I'm writing Kafka Streams application using the DSL API that will read tuples from a kafka topic. In the topology I want to batch the tuples. Then I want to write the bath to a file on disk if (1) 30 seconds has passed or (2) the size of a batch is exceeded 1 GB.
The topology I have written groups tuples using a TimeWindowedKStream. Then calls aggregate and passes a Windowed Store.
My problem is that when the state store attempted to write to the Kafka ChangeLog I get a
org.apache.kafka.common.errors.RecordTooLargeException
exception.
In particular:
Caused by: org.apache.kafka.streams.errors.StreamsException: task [1_1] Abort sending since an error caught with a previous record (key \x00\x00\x00\x06\x00\x00\x01h$\xE7\x88 \x00\x00\x00\x00 value [B@419761c timestamp 1546807396524) to topic ibv2-capt-consumer-group-3-record-store-changelog due to org.apache.kafka.common.errors.RecordTooLargeException: The request included a message larger than the max message size the server will accept..
I've tried setting CACHE_MAX_BYTES_BUFFERING_CONFIG
to be 1MB, but as the documentation states this config if for the entire topology.
Here is my topology
Here is the Scala code I've been using.
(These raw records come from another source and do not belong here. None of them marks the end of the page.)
//! File content assembly.
//!
//! Renders a [`ModelSchemaComposition`] into an [`OutputModule`], in order:
//! header, import block, model documentation, schema definition, type alias,
//! legacy alias, statistics. Lean mode keeps the schema definition and the
//! aliases byte-for-byte identical and drops everything else.

use schemaforge_core::expr::object_key;
use schemaforge_core::{Error, GeneratorConfig, Import, NamingResolver, Result};
use schemaforge_mapper::{ComposedFieldSchema, GenerationStatistics, ModelSchemaComposition};

use crate::imports::{import_statement, used_imports};
use crate::output::OutputModule;

/// Label of the header line carrying the generation timestamp.
pub const TIMESTAMP_LABEL: &str = "Generated at:";

const INDENT: &str = "  ";

/// Renders compositions into output modules.
#[derive(Clone, Copy)]
pub struct FileAssembler<'a> {
    config: &'a GeneratorConfig,
    naming: &'a dyn NamingResolver,
}

impl std::fmt::Debug for FileAssembler<'_> {
    fn fmt(&self, f: &mut std::fmt::Formatter<'_>) -> std::fmt::Result {
        f.debug_struct("FileAssembler")
            .field("lean", &self.config.lean)
            .field("file_header", &self.config.file_header)
            .finish_non_exhaustive()
    }
}

impl<'a> FileAssembler<'a> {
    pub fn new(config: &'a GeneratorConfig, naming: &'a dyn NamingResolver) -> Self {
        Self { config, naming }
    }

    fn documented(&self) -> bool {
        !self.config.lean
    }

    /// Render one composition.
    ///
    /// Fails only when the composition does not export its own schema symbol.
    pub fn render(&self, composition: &ModelSchemaComposition) -> Result<OutputModule> {
        let schema_symbol = composition.schema_symbol();
        if schema_symbol.is_empty() || !composition.exports.iter().any(|e| e == schema_symbol) {
            return Err(Error::Render {
                model: composition.model_name.clone(),
                reason: "composition does not export its schema symbol".to_string(),
            });
        }

        tracing::debug!(
            target: "schemaforge::render",
            model = %composition.model_name,
            fields = composition.fields.len(),
            lean = self.config.lean,
            "Rendering model module"
        );

        let definition = self.schema_definition(composition);
        let code_text = schema_code(composition);

        let mut warnings = Vec::new();
        let used = used_imports(&composition.imports, &code_text, schema_symbol);
        let import_lines: Vec<String> = used
            .iter()
            .map(|import| import_statement(import, self.naming, &mut warnings))
            .collect();
        let dependencies: Vec<String> = used
            .iter()
            .filter_map(|import| import.model_symbol())
            .map(str::to_string)
            .collect();

        let mut out = String::new();
        if self.config.file_header && self.documented() {
            out.push_str(&header(composition));
            out.push('\n');
        }
        for line in &import_lines {
            out.push_str(line);
            out.push('\n');
        }
        out.push('\n');

        if self.documented() {
            if let Some(doc) = &composition.documentation {
                out.push_str(&doc_block(doc, ""));
            }
        }
        out.push_str(&definition);
        out.push('\n');

        let names = &composition.names;
        out.push_str(&format!(
            "export type {} = z.infer<typeof {schema_symbol}>;\n",
            names.type_symbol
        ));
        if composition.exports_legacy_alias() {
            out.push('\n');
            if self.documented() {
                out.push_str(&format!("/** @deprecated Use {schema_symbol} instead. */\n"));
            }
            out.push_str(&format!("export const {} = {schema_symbol};\n", names.legacy_symbol));
        }

        if self.documented() {
            out.push('\n');
            out.push_str(&statistics_block(&composition.statistics));
        }

        Ok(OutputModule {
            file_name: OutputModule::file_name_for(&names.file_name),
            content: out,
            imports: used.iter().map(|i| i.identifier().to_string()).collect(),
            exports: composition.exports.clone(),
            dependencies,
            warnings,
        })
    }

    fn schema_definition(&self, composition: &ModelSchemaComposition) -> String {
        let schema_symbol = composition.schema_symbol();
        let chain: String = composition
            .model_validation
            .iter()
            .map(ToString::to_string)
            .collect();

        if composition.fields.is_empty() {
            return format!("export const {schema_symbol} = z.object({{}}){chain};\n");
        }

        let mut out = format!("export const {schema_symbol} = z.object({{\n");
        for field in &composition.fields {
            if self.documented() {
                out.push_str(&field_annotations(field));
            }
            out.push_str(&format!(
                "{INDENT}{}: {},\n",
                object_key(&field.name),
                field.expression
            ));
        }
        out.push_str(&format!("}}){chain};\n"));
        out
    }
}

/// Code text that imports are matched against: expressions only, never docs.
fn schema_code(composition: &ModelSchemaComposition) -> String {
    let mut code = String::from("z.object(");
    for field in &composition.fields {
        code.push_str(&format!("{}, ", field.expression));
    }
    code.push(')');
    for modifier in &composition.model_validation {
        code.push_str(&modifier.to_string());
    }
    code
}

fn header(composition: &ModelSchemaComposition) -> String {
    let metadata = &composition.metadata;
    let mut out = String::from("/**\n");
    out.push_str(&format!(
        " * Validation schema for the {} model.\n",
        composition.model_name
    ));
    out.push_str(" *\n");
    out.push_str(&format!(" * {TIMESTAMP_LABEL} {}\n", metadata.generated_at));
    out.push_str(&format!(" * Generator version: {}\n", metadata.generator_version));
    out.push_str(&format!(
        " * Configuration fingerprint: {}\n",
        metadata.config_fingerprint
    ));
    out.push_str(" *\n");
    out.push_str(" * @generated by schemaforge. Do not edit by hand.\n");
    out.push_str(" */\n");
    out
}

fn doc_block(text: &str, indent: &str) -> String {
    let mut out = format!("{indent}/**\n");
    for line in text.lines() {
        let line = line.trim_end().replace("*/", "*\\/");
        if line.is_empty() {
            out.push_str(&format!("{indent} *\n"));
        } else {
            out.push_str(&format!("{indent} * {line}\n"));
        }
    }
    out.push_str(&format!("{indent} */\n"));
    out
}

fn field_annotations(field: &ComposedFieldSchema) -> String {
    let mut out = String::new();
    if let Some(doc) = field
        .documentation
        .as_deref()
        .filter(|d| !d.trim().is_empty())
    {
        out.push_str(&doc_block(doc, INDENT));
    }
    for note in &field.notes {
        out.push_str(&format!("{INDENT}// {note}\n"));
    }
    for note in &field.database_notes {
        out.push_str(&format!("{INDENT}// db: {note}\n"));
    }
    for warning in &field.warnings {
        out.push_str(&format!("{INDENT}// warning: {warning}\n"));
    }
    out
}

fn statistics_block(stats: &GenerationStatistics) -> String {
    let rows = [
        ("Total fields", stats.total_fields),
        ("Processed", stats.processed_fields),
        ("With validations", stats.validated_fields),
        ("Enhanced by annotations", stats.enhanced_fields),
        ("Relations", stats.relation_fields),
        ("Complex types", stats.complex_type_fields),
        ("Fallbacks", stats.fallback_fields),
    ];
    let mut out = String::from("/*\n * Statistics\n");
    for (label, value) in rows {
        out.push_str(&format!(" *   {label:<24} {value}\n"));
    }
    out.push_str(" */\n");
    out
}

/// Whether a composition's rendered module would import `import`.
pub fn references_import(composition: &ModelSchemaComposition, import: &Import) -> bool {
    crate::imports::references_identifier(&schema_code(composition), import.identifier())
}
Note I am using kafka-streams-scala here.
val builder = new StreamsBuilderS()
import com.lightbend.kafka.scala.streams.DefaultSerdes._
implicit val recordSerde = (new RecordSerde).asInstanceOf[Serde[Record]]
implicit val recordSeqSerde = (new RecordSeqSerde).asInstanceOf[Serde[RecordSeq]]
val inputStream: KStreamS[String, Record] = builder.stream[String,Record](topic)
val keyed = inputStream.selectKey[Int]((k,r) => random.nextInt(10))
val grouped: TimeWindowedKStreamS[Int, Record] = keyed.groupByKey.windowedBy(TimeWindows.of(TimeUnit.SECONDS.toMillis(30L)))
import org.apache.kafka.common.utils.Bytes
val windowedStore: Materialized[Int, RecordSeq, WindowStore[Bytes, Array[Byte]]] = Materialized
.as[Int,RecordSeq,WindowStore[Bytes, Array[Byte]]]("record-store")
.withKeySerde(integerSerde)
.withValueSerde(recordSeqSerde)
.withLoggingEnabled(ChangeLogConfig.getChangeLogConfig.asJava) // increased max.request.size to 10 x default
val records: KTableS[Windowed[Int], RecordSeq] = grouped.aggregate(
() => RecordSeq(Seq()),
(randon: Int, record: Record, recordSeq: RecordSeq) => RecordSeq(recordSeq.records :+ record),
windowedStore
)
val recordSeqStream: KStreamS[String, RecordSeq] = records.toStream((ws, r) => s"${ws.key()}-${ws.window().start()}-${ws.window().end()}")
recordSeqStream.foreach((k: String, rs: RecordSeq) => WrappedRecordFileWriter.write(k, rs))
Note: case class RecordSeq(records: Seq[Record])